Women scientists and youth take centre stage at UN-backed technology forum
30 June 2017 – As an international conference on science and technology wrapped up in Vienna, the head of a United Nations partner organization that works to end nuclear testing stressed that women have a “powerful voice” in the global scientific community.
“We cannot build a world that is just, a world that is fair, a world that is peaceful, without the contribution of women,” stated Lassina Zerbo, the Executive Secretary of the Comprehensive Nuclear-Test-Ban Treaty Organization (CTBTO).
In an interview with UN News during the CTBT: Science and Technology 2017 Conference, Mr. Zerbo said: “If women are at the heart of solving problems domestically in their respective families, and socially, why don’t we use them on big issues that require heart, feeling and vision, which they have already?”

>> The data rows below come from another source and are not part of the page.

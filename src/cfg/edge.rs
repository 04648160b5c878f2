//! Typed control-flow edges.

/// The kind of a control-flow edge, derived from the source block's
/// terminator.
#[derive(Debug, Clone, Copy, PartialEq, Eq)]
pub enum CfgEdgeKind {
    /// Edge of an unconditional branch.
    Unconditional,
    /// True edge of a two-way conditional.
    ConditionalTrue,
    /// False edge of a two-way conditional.
    ConditionalFalse,
    /// Switch edge. `case` is the selector value, or `None` for the
    /// default edge.
    Switch {
        /// Matched selector value, `None` for the default edge.
        case: Option<i64>,
    },
}

impl CfgEdgeKind {
    /// Creates a switch case edge for the given selector value.
    #[must_use]
    pub const fn case(value: i64) -> Self {
        CfgEdgeKind::Switch { case: Some(value) }
    }

    /// Creates the switch default edge.
    #[must_use]
    pub const fn default_case() -> Self {
        CfgEdgeKind::Switch { case: None }
    }
}

#[cfg(test)]
mod tests {
    use super::*;

    #[test]
    fn test_switch_factories() {
        assert_eq!(CfgEdgeKind::case(3), CfgEdgeKind::Switch { case: Some(3) });
        assert_eq!(CfgEdgeKind::default_case(), CfgEdgeKind::Switch { case: None });
    }
}
// Copyright 2026 The spvscope Authors
//
// Licensed under the Apache License, Version 2.0 (the "License");
// you may not use this file except in compliance with the License.
// You may obtain a copy of the License at
//
//     http://www.apache.org/licenses/LICENSE-2.0
//
// Unless required by applicable law or agreed to in writing, software
// distributed under the License is distributed on an "AS IS" BASIS,
// WITHOUT WARRANTIES OR CONDITIONS OF ANY KIND, either express or implied.
// See the License for the specific language governing permissions and
// limitations under the License.
//
// SPDX-License-Identifier: Apache-2.0

#![doc(html_no_source)]
#![deny(missing_docs)]

//! # spvscope
//!
//! A framework for analyzing and decompiling SPIR-V shader functions. Built
//! in pure Rust, `spvscope` ingests a typed module model (types, constants,
//! global variables, and per-function instruction streams) and re-synthesizes
//! each function as a structured statement/expression tree, relying on the
//! producer-declared selection and loop merge annotations instead of
//! heuristic control-flow recovery.
//!
//! ## Features
//!
//! - **Typed module model** - Interned types, constants, globals, and raw
//!   per-function instruction streams
//! - **Block graph construction** - Stream grouping with strict validation
//!   of terminators, branch targets, and reachability
//! - **Dominance-checked structuring** - Loops, conditionals, and switches
//!   classified from declared merges and verified against the dominator tree
//! - **Faithful value translation** - Composite construct/extract with exact
//!   bounds diagnostics, access chains, and constant folding
//! - **Parallel batch driver** - Whole-module translation with fail-fast and
//!   collect-all-errors modes
//!
//! ## Quick Start
//!
//! ```rust
//! use spvscope::prelude::*;
//!
//! let mut module = Module::new();
//! let void = module.types.register(Type::Void)?;
//! module.add_function(Function {
//!     id: ValueId::new(100),
//!     name: Some("main".to_string()),
//!     return_type: void,
//!     control: FunctionControl::empty(),
//!     params: Vec::new(),
//!     body: vec![
//!         FunctionInst::Label(BlockId::new(1)),
//!         FunctionInst::Terminator(Terminator::Return { value: None }),
//!     ],
//! });
//!
//! let emitted = translate_module(&module)?;
//! assert_eq!(emitted[0].name, "main");
//! # Ok::<(), spvscope::Error>(())
//! ```
//!
//! ## Pipeline
//!
//! Translation of one function runs in fixed stages, each consuming the
//! previous stage's output:
//!
//! 1. [`cfg`] - groups the raw stream into basic blocks and builds the
//!    validated flow graph
//! 2. [`structurizer`] - classifies the graph into a region tree using the
//!    declared merges and the dominator tree
//! 3. [`emit`] - renders regions into [`ast`] statements, translating SSA
//!    values into expressions along the way
//!
//! [`translate_module`] and [`translate_module_best_effort`] fan this
//! pipeline out across a module's functions.
//!
//! ## Thread Safety
//!
//! A [`Module`](module::Module) is frozen before translation begins and the
//! pipeline only ever reads it, so the batch drivers translate functions in
//! parallel without locking.

pub mod ast;
pub mod cfg;
pub mod emit;
mod error;
pub mod graph;
pub mod module;
pub mod prelude;
pub mod structurizer;
mod translate;

pub use error::{AggregateKind, Error};
pub use translate::{translate_module, translate_module_best_effort};

/// Result type used throughout this crate.
pub type Result<T> = std::result::Result<T, Error>;
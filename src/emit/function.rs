//! The per-function emission façade.

use std::collections::HashMap;

use crate::ast::Statement;
use crate::cfg::build_flow_graph;
use crate::emit::{ExpressionTranslator, StatementSynthesizer};
use crate::module::{Function, Module, TypeId, ValueId};
use crate::structurizer::RegionClassifier;
use crate::Result;

/// Names for the values of one function.
///
/// Producer-declared debug names win; everything else falls back to the
/// `x_<id>` convention, which keeps reconstructed output diffable against
/// the source disassembly.
#[derive(Debug, Clone)]
pub struct SymbolTable {
    names: HashMap<ValueId, String>,
}

impl SymbolTable {
    /// Collects declared names from the module's debug information: globals,
    /// parameters, and the function's instruction results.
    #[must_use]
    pub fn new(module: &Module, function: &Function) -> Self {
        let mut names = HashMap::new();
        for global in module.globals() {
            if let Some(name) = module.debug_name(global.id) {
                names.insert(global.id, name.to_string());
            }
        }
        for param in &function.params {
            let declared = param
                .name
                .clone()
                .or_else(|| module.debug_name(param.id).map(str::to_string));
            if let Some(name) = declared {
                names.insert(param.id, name);
            }
        }
        for inst in &function.body {
            if let crate::module::FunctionInst::Op(op) = inst {
                if let Some(result) = op.result {
                    if let Some(name) = module.debug_name(result) {
                        names.insert(result, name.to_string());
                    }
                }
            }
        }
        Self { names }
    }

    /// The declared or defaulted name of a value.
    #[must_use]
    pub fn name(&self, id: ValueId) -> String {
        self.names
            .get(&id)
            .cloned()
            .unwrap_or_else(|| format!("x_{id}"))
    }
}

/// A reconstructed function: structured statements plus signature naming.
#[derive(Debug, Clone)]
pub struct StructuredFunction {
    /// The source function's id.
    pub id: ValueId,
    /// Function name: declared, debug, or `x_<id>`.
    pub name: String,
    /// Parameter names and types in declaration order.
    pub params: Vec<(String, TypeId)>,
    /// Declared return type.
    pub return_type: TypeId,
    /// The structured body.
    pub body: Vec<Statement>,
}

/// Translates one function end to end: flow graph, region tree, statements.
///
/// # Errors
/// Propagates the first failure of any pipeline stage; the caller (batch
/// driver) wraps it with the function id.
pub fn emit_function(module: &Module, function: &Function) -> Result<StructuredFunction> {
    let graph = build_flow_graph(function)?;
    let region = RegionClassifier::classify(&graph)?;

    let symbols = SymbolTable::new(module, function);
    let exprs = ExpressionTranslator::new(module, function, &symbols);
    let synthesizer = StatementSynthesizer::new(&graph, &exprs);
    let body = synthesizer.synthesize(&region)?;

    let name = function
        .name
        .clone()
        .or_else(|| module.debug_name(function.id).map(str::to_string))
        .unwrap_or_else(|| format!("x_{}", function.id));
    let params = function
        .params
        .iter()
        .map(|param| (symbols.name(param.id), param.ty))
        .collect();

    Ok(StructuredFunction {
        id: function.id,
        name,
        params,
        return_type: function.return_type,
        body,
    })
}
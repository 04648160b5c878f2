#![allow(unused)]

use std::hint::black_box;

use criterion::{criterion_group, criterion_main, Criterion, Throughput};
use spvscope::prelude::*;

const COND: u32 = 1;
const HALF: u32 = 2;
const ONE_POINT_FIVE: u32 = 3;

/// A module of `count` identical functions, each with a guarded loop, a
/// local variable round trip, and a composite construct/extract pair.
fn sample_module(count: u32) -> Module {
    let mut module = Module::new();
    let void = module.types.register(Type::Void).unwrap();
    let bool_ty = module.types.register(Type::Bool).unwrap();
    let f32_ty = module.types.register(Type::F32).unwrap();
    let vec2 = module
        .types
        .register(Type::Vector { element: f32_ty, size: 2 })
        .unwrap();
    let f32_ptr = module
        .types
        .register(Type::Pointer { pointee: f32_ty, class: StorageClass::Function })
        .unwrap();
    module.define_constant(ValueId::new(COND), bool_ty, Constant::Bool(true));
    module.define_constant(ValueId::new(HALF), f32_ty, Constant::F32(0.5));
    module.define_constant(ValueId::new(ONE_POINT_FIVE), f32_ty, Constant::F32(1.5));

    for i in 0..count {
        module.add_function(Function {
            id: ValueId::new(100 + i),
            name: None,
            return_type: void,
            control: FunctionControl::empty(),
            params: Vec::new(),
            body: vec![
                FunctionInst::Label(BlockId::new(1)),
                FunctionInst::Merge(MergeDecl::Loop {
                    merge: BlockId::new(4),
                    continue_target: BlockId::new(3),
                    control: LoopControl::empty(),
                }),
                FunctionInst::Terminator(Terminator::BranchConditional {
                    condition: ValueId::new(COND),
                    true_target: BlockId::new(2),
                    false_target: BlockId::new(4),
                }),
                FunctionInst::Label(BlockId::new(2)),
                FunctionInst::Op(Instruction::with_result(
                    ValueId::new(10),
                    f32_ptr,
                    Op::Variable { class: StorageClass::Function, initializer: None },
                )),
                FunctionInst::Op(Instruction::effect(Op::Store {
                    pointer: ValueId::new(10),
                    value: ValueId::new(HALF),
                })),
                FunctionInst::Op(Instruction::with_result(
                    ValueId::new(11),
                    f32_ty,
                    Op::Load { pointer: ValueId::new(10) },
                )),
                FunctionInst::Op(Instruction::with_result(
                    ValueId::new(12),
                    vec2,
                    Op::CompositeConstruct {
                        operands: vec![ValueId::new(11), ValueId::new(ONE_POINT_FIVE)],
                    },
                )),
                FunctionInst::Op(Instruction::with_result(
                    ValueId::new(13),
                    f32_ty,
                    Op::CompositeExtract {
                        composite: ValueId::new(12),
                        indices: vec![1],
                    },
                )),
                FunctionInst::Terminator(Terminator::Branch { target: BlockId::new(3) }),
                FunctionInst::Label(BlockId::new(3)),
                FunctionInst::Terminator(Terminator::Branch { target: BlockId::new(1) }),
                FunctionInst::Label(BlockId::new(4)),
                FunctionInst::Terminator(Terminator::Return { value: None }),
            ],
        });
    }
    module
}

/// Benchmark single-function emission through the full pipeline
fn bench_emit_function(c: &mut Criterion) {
    let module = sample_module(1);
    let function = &module.functions()[0];

    let mut group = c.benchmark_group("emit");
    group.bench_function("emit_function", |b| {
        b.iter(|| black_box(emit_function(black_box(&module), black_box(function)).unwrap()));
    });
    group.finish();
}

/// Benchmark whole-module parallel translation
fn bench_translate_module(c: &mut Criterion) {
    const FUNCTIONS: u32 = 256;
    let module = sample_module(FUNCTIONS);

    let mut group = c.benchmark_group("translate");
    group.throughput(Throughput::Elements(u64::from(FUNCTIONS)));
    group.bench_function("translate_module", |b| {
        b.iter(|| black_box(translate_module(black_box(&module)).unwrap()));
    });
    group.finish();
}

criterion_group!(benches, bench_emit_function, bench_translate_module);
criterion_main!(benches);
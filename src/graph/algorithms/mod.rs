//! Graph algorithms: depth-first orderings and dominator trees.

mod dominators;
mod traversal;

pub use dominators::DominatorTree;
pub use traversal::{postorder, reverse_postorder};
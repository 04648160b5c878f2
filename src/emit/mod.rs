//! Emission: from classified regions to the structured program.
//!
//! Three collaborators, one per concern: [`ExpressionTranslator`] turns SSA
//! values and instructions into expressions, [`StatementSynthesizer`] walks
//! the region tree with the exit-target stack, and [`emit_function`] strings
//! the pipeline together for one function.

mod expressions;
mod function;
mod statements;

pub use expressions::ExpressionTranslator;
pub use function::{emit_function, StructuredFunction, SymbolTable};
pub use statements::StatementSynthesizer;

The Conference, the sixth of its kind, focused on nuclear test monitoring technologies and their various applications. In addition to the participation of women scientists, Mr. Zerbo also noted the “youth strand” that had been integrated throughout the programme.
The CTBTO Youth Group was launched last year with only nine members. Today there are around 200, about 70 of whom attended the conference, held at the Hofburg Palace.
“I’ve watched them take advantage of the opportunity we offer them to be acquainted on issues of non-proliferation and disarmament, as well as the threat of nuclear weapons. They have decided they do not want their generation and future ones to have to deal with this,” said the Executive Secretary.
The biggest contribution of young people, he added, was to spread the message about the importance of the CTBT on social media networks and their blogs.
The Comprehensive Nuclear-Test-Ban Treaty, adopted by the General Assembly in September 1996, has not yet entered into force. For this to happen, ratification is required from the so-called Annex II countries. Of these, China, the Democratic People’s Republic of Korea (DPRK), Egypt, India, Iran, Israel, Pakistan, and the US have yet to ratify.
Mr. Zerbo noted that using the right words to get to the heart of those who know that nuclear test monitoring is important to ban nuclear test explosions, once and for all.
“The ban on nuclear testing is a low-hanging fruit in our fight towards banning nuclear weapons.”